Lacking a response from Samsung, the sit-in went on for over 1,000 days and garnered a great deal of attention. The protesters also created a shrine to the Samsung workers who died after working in semiconductor fabrication. Roughly ten months into the sit-in, the UN Special Rapporteur on Human Rights and Hazardous Materials publicly questioned the South Korean government for withholding relevant information from the families of Samsung workers and spoke out against Samsung's treatment of its workers in semiconductor plants. On the 600th day of the protest, the Secretary-General of the International Trade Union Confederation (ITUC) visited the protest site to support their cause and raised the issue in a meeting with President Moon Jae the following day. A few months later, the ITUC published a report titled "Samsung - Modern Tech, Medieval Conditions" as a part of its "End Corporate Greed" campaign.

On the 776th day of the sit-in, which coincided with the ten-year anniversary of the creation of Banolim, a widely covered press conference was held with Banolim and activists from more than 100 other groups during which they once again called for Samsung to take responsibility and fairly compensate the workers' families. In July 2018, 1,000 protesters joined and formed a ring around the Samsung HQ to commemorate the 1,000th day of the sit-in protest. Less than a month after this, Samsung contacted Banolim to reinitiate compensation discussions and the company agreed to enter into binding mediation.

== Agreement between Samsung and protesters (2018) ==
In October 2018, the binding mediation process yielded a signed agreement between Samsung and Banolim. The President and CEO of Samsung Device Solutions issued a public apology in which he conceded that Samsung had not properly protected its workers against health risks and that the company had not responded to the issues in a timely enough manner.

Under the agreement, Samsung committed to pay 150 million won to each of its current and former workers upon the condition that they are found to have illnesses due to work-related exposure to dangerous substances. The agreement also extends to contractors employed by Samsung and those who suffered miscarriages. All current and former employees and contractors that have worked in Samsung's semiconductor fabrication facilities since 1984 are eligible to apply for compensation under the agreement and Samsung has committed to compensating all the impacted parties by 2028.

In response to the apology, Hwang Sang-ki stated, "No apology would be enough given the deception and humiliation we experienced from Samsung over the past 11 years, the pain of losing loved ones," but indicated he was pleased at the successful effort to procure adequate compensation.

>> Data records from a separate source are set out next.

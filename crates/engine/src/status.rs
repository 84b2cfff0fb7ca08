// Copyright 2025 itscheems
//
// Licensed under the Apache License, Version 2.0 (the "License");
// you may not use this file except in compliance with the License.
// You may obtain a copy of the License at
//
//     http://www.apache.org/licenses/LICENSE-2.0
//
// Unless required by applicable law or agreed to in writing, software
// distributed under the License is distributed on an "AS IS" BASIS,
// WITHOUT WARRANTIES OR CONDITIONS OF ANY KIND, either express or implied.
// See the License for the specific language governing permissions and
// limitations under the License.

use std::sync::atomic::{AtomicU8, Ordering};

/// Lifecycle status, identical in shape to the replay controller's (§4.3).
#[derive(Debug, Clone, Copy, PartialEq, Eq)]
#[repr(u8)]
pub enum EngineStatus {
	Initialized = 0,
	Running = 1,
	Paused = 2,
	Stopped = 3,
	Completed = 4,
	Error = 5,
}

impl EngineStatus {
	fn from_u8(v: u8) -> Self {
		match v {
			0 => EngineStatus::Initialized,
			1 => EngineStatus::Running,
			2 => EngineStatus::Paused,
			3 => EngineStatus::Stopped,
			4 => EngineStatus::Completed,
			_ => EngineStatus::Error,
		}
	}

	pub fn is_terminal(self) -> bool {
		matches!(self, EngineStatus::Stopped | EngineStatus::Completed | EngineStatus::Error)
	}
}

#[derive(Debug)]
pub struct StatusCell(AtomicU8);

impl StatusCell {
	pub fn new(initial: EngineStatus) -> Self {
		Self(AtomicU8::new(initial as u8))
	}

	pub fn get(&self) -> EngineStatus {
		EngineStatus::from_u8(self.0.load(Ordering::SeqCst))
	}

	pub fn set(&self, status: EngineStatus) {
		self.0.store(status as u8, Ordering::SeqCst);
	}
}
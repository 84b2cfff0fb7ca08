// Copyright 2025 itscheems
//
// Licensed under the Apache License, Version 2.0 (the "License");
// you may not use this file except in compliance with the License.
// You may obtain a copy of the License at
//
//     http://www.apache.org/licenses/LICENSE-2.0
//
// Unless required by applicable law or agreed to in writing, software
// distributed under the License is distributed on an "AS IS" BASIS,
// WITHOUT WARRANTIES OR CONDITIONS OF ANY KIND, either express or implied.
// See the License for the specific language governing permissions and
// limitations under the License.

use serde::{Deserialize, Serialize};

use crate::error::EngineError;

/// Configuration for an [`crate::manager::EngineManager`] (§6).
#[derive(Debug, Clone, Serialize, Deserialize)]
pub struct EngineConfig {
	pub queue_capacity: usize,
	pub send_timeout_ms: u64,
	pub dispatch_batch_size: usize,
}

impl Default for EngineConfig {
	fn default() -> Self {
		Self { queue_capacity: 4096, send_timeout_ms: 1000, dispatch_batch_size: 100 }
	}
}

impl EngineConfig {
	pub fn validate(&self) -> Result<(), EngineError> {
		if self.queue_capacity == 0 {
			return Err(EngineError::InvalidQueueCapacity);
		}
		if self.dispatch_batch_size == 0 || self.dispatch_batch_size > 1000 {
			return Err(EngineError::InvalidDispatchBatchSize);
		}
		Ok(())
	}

	/// Loads configuration from `ENGINE_`-prefixed environment variables.
	pub fn from_env() -> Result<Self, config::ConfigError> {
		let cfg = config::Config::builder()
			.add_source(config::Config::try_from(&Self::default())?)
			.add_source(config::Environment::with_prefix("ENGINE"))
			.build()?;
		cfg.try_deserialize()
	}

	pub fn from_file(path: &str) -> Result<Self, config::ConfigError> {
		let cfg = config::Config::builder()
			.add_source(config::Config::try_from(&Self::default())?)
			.add_source(config::File::with_name(path))
			.add_source(config::Environment::with_prefix("ENGINE"))
			.build()?;
		cfg.try_deserialize()
	}
}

== National Samsung Electronics Union Strike (2024) ==

The National Samsung Electronics Union asked all of its members to take a PTO day on June 7, 2024, in the first-ever labor strike at the Samsung conglomerate in its 55-year history. Industry experts predict that a full-scale strike would have wide-reaching economic impacts and global supply-chain issues. Union representatives cited Samsung's "disregard for workers" as the primary reason for the strike. The union then announced a three-day strike from July 8–10, 2024. The union called for greater transparency in Samsung's performance-based bonus system and for an extra day of annual leave. On the third day of the strike, the union announced that the strike would continue indefinitely, accusing Samsung management of refusing to negotiate with its demands. The strike ended on August 1, 2024, under institutional pressure and falling numbers, though the union said it intended to continue fighting for its demands with other tactics.